Punch's cash offer is likely to be worth more than Whitbread's all-share bid, which suffered a setback on Friday when its share price fell almost 5 per cent. Whitbread's bid is now worth about pounds 2.45bn.
Allied has insisted that Punch's offer is unconditional so that its shareholders can make a straight choice between the two bids at an extraordinary general meeting on 2 July. Allied investors will be making a choice between Hugh Osmond, the 37-year-old Punch boss who made his name developing Pizza Express, and David Thomas, chief executive of the venerable brewer which in recent years has turned its attention towards its hotel and health club brands.

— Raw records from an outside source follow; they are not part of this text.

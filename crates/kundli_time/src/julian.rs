//! Julian Day from a civil UTC calendar instant.
//!
//! Meeus, "Astronomical Algorithms" (2nd ed), Chapter 7. Gregorian calendar
//! only; no leap-second or TT/TDB corrections are applied, the chart pipeline
//! works directly in UTC Julian Days.

/// Julian Day of the J2000.0 epoch (2000-Jan-01 12:00:00 UTC).
pub const J2000_JD: f64 = 2_451_545.0;

/// Days in a Julian century.
pub const DAYS_PER_CENTURY: f64 = 36_525.0;

/// Days in a Julian year.
pub const DAYS_PER_YEAR: f64 = 365.25;

/// Julian Day for a calendar date with a fractional day.
///
/// `day_frac` is the day of month plus the fraction of the day elapsed,
/// e.g. `1.5` for the 1st at 12:00.
pub fn calendar_to_jd(year: i32, month: u32, day_frac: f64) -> f64 {
    let (y, m) = if month <= 2 {
        (year as f64 - 1.0, month as f64 + 12.0)
    } else {
        (year as f64, month as f64)
    };
    let a = (y / 100.0).floor();
    let b = 2.0 - a + (a / 4.0).floor();
    (365.25 * (y + 4716.0)).floor() + (30.6001 * (m + 1.0)).floor() + day_frac + b - 1524.5
}

/// Julian Day for a full civil instant.
///
/// The whole-day part and the time-of-day fraction are summed separately so
/// that J2000.0 comes out as exactly `2451545.0`.
pub fn julian_day(year: i32, month: u32, day: u32, hour: u32, minute: u32, second: f64) -> f64 {
    let day_fraction = (hour as f64 + minute as f64 / 60.0 + second / 3600.0) / 24.0;
    calendar_to_jd(year, month, day as f64) + day_fraction
}

/// Julian centuries elapsed since J2000.0.
pub fn jd_to_centuries(jd: f64) -> f64 {
    (jd - J2000_JD) / DAYS_PER_CENTURY
}
//! shellcache MCP server entry point.
//!
//! Loads configuration, opens the cache database, installs and activates the
//! configured generation, then serves tools on stdio. Logging goes to stderr
//! to avoid interfering with the JSON-RPC protocol on stdout.

use std::sync::Arc;

use anyhow::{Context, Result};
use rmcp::service::serve_server;
use rmcp::transport::io::stdio;
use shellcache_client::{FetchConfig, HttpNetwork, Network};
use shellcache_core::{AppConfig, CacheDb};
use tracing_subscriber::EnvFilter;

mod context;
mod error;
mod handler;
mod tools;

use context::ServerContext;

#[tokio::main]
async fn main() -> Result<()> {
    tracing_subscriber::fmt()
        .with_env_filter(EnvFilter::from_default_env())
        .with_writer(std::io::stderr)
        .json()
        .init();

    let config = AppConfig::load().context("loading configuration")?;
    let db = CacheDb::open(&config.db_path)
        .await
        .with_context(|| format!("opening cache database {}", config.db_path.display()))?;
    let network: Arc<dyn Network> = Arc::new(HttpNetwork::new(FetchConfig::from(&config))?);

    let ctx = Arc::new(ServerContext::new(config, db, network));

    let registered = ctx.install_configured().await?;
    tracing::info!(
        generation = %registered.install.generation,
        cached = registered.install.cached.len(),
        failed = registered.install.failed.len(),
        "Starting shellcache server on stdio transport"
    );

    let handler = handler::ShellCacheServer::new(ctx.clone());
    let transport = stdio();
    let server = serve_server(handler, transport).await?;

    server.waiting().await?;

    ctx.host().settle().await;

    Ok(())
}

Some of Allied's institutional shareholders have previously indicated a preference for accepting Whitbread shares, thereby avoiding the capital gains tax liability they would incur by accepting cash from Punch. However Punch claims to have found a way round the tax problem.
Punch, which owns about 1,800 pubs, is expected to dispose of a chunk of the Allied estate if its bid prevails. The PubCo, which is 70 per cent owned by Texas Pacific, the US buy-out specialist, has gathered a first- rate team of advisers including investment banks Credit Suisse First Boston and Merrill Lynch, accountants Arthur Andersen and PricewaterhouseCoopers and lawyers Slaughter & May.
Whitbread's estate would be the country's biggest if it acquires Allied's pubs. However, the Beer Orders of 1989, which sought to limit the power of big brewers, mean that Whitbread is having to dispose of its three breweries. The company announced last week a plan to demerge the breweries in a deal expected to raise pounds 350m. It has also received at least five expressions of interest for the breweries from a combination of venture capitalists and trade buyers.
Allied is leaving the pub business in order to concentrate on its highly regarded spirits business, which includes Beefeater gin and Ballantine's whisky. However, there have been reports that bidders are lining up to buy Allied once the pubs are sold, notably Pernod-Ricard of France.
The battle between Punch and Whitbread has been a bitter one. Punch has written to the Office of Fair Trading, urging it to block the disposal of Whitbread's breweries on the grounds that this would violate the Beer Orders. Whitbread refutes this suggestion but its offer for the pubs is conditional on approval by the OFT, which will give its verdict on 14 July.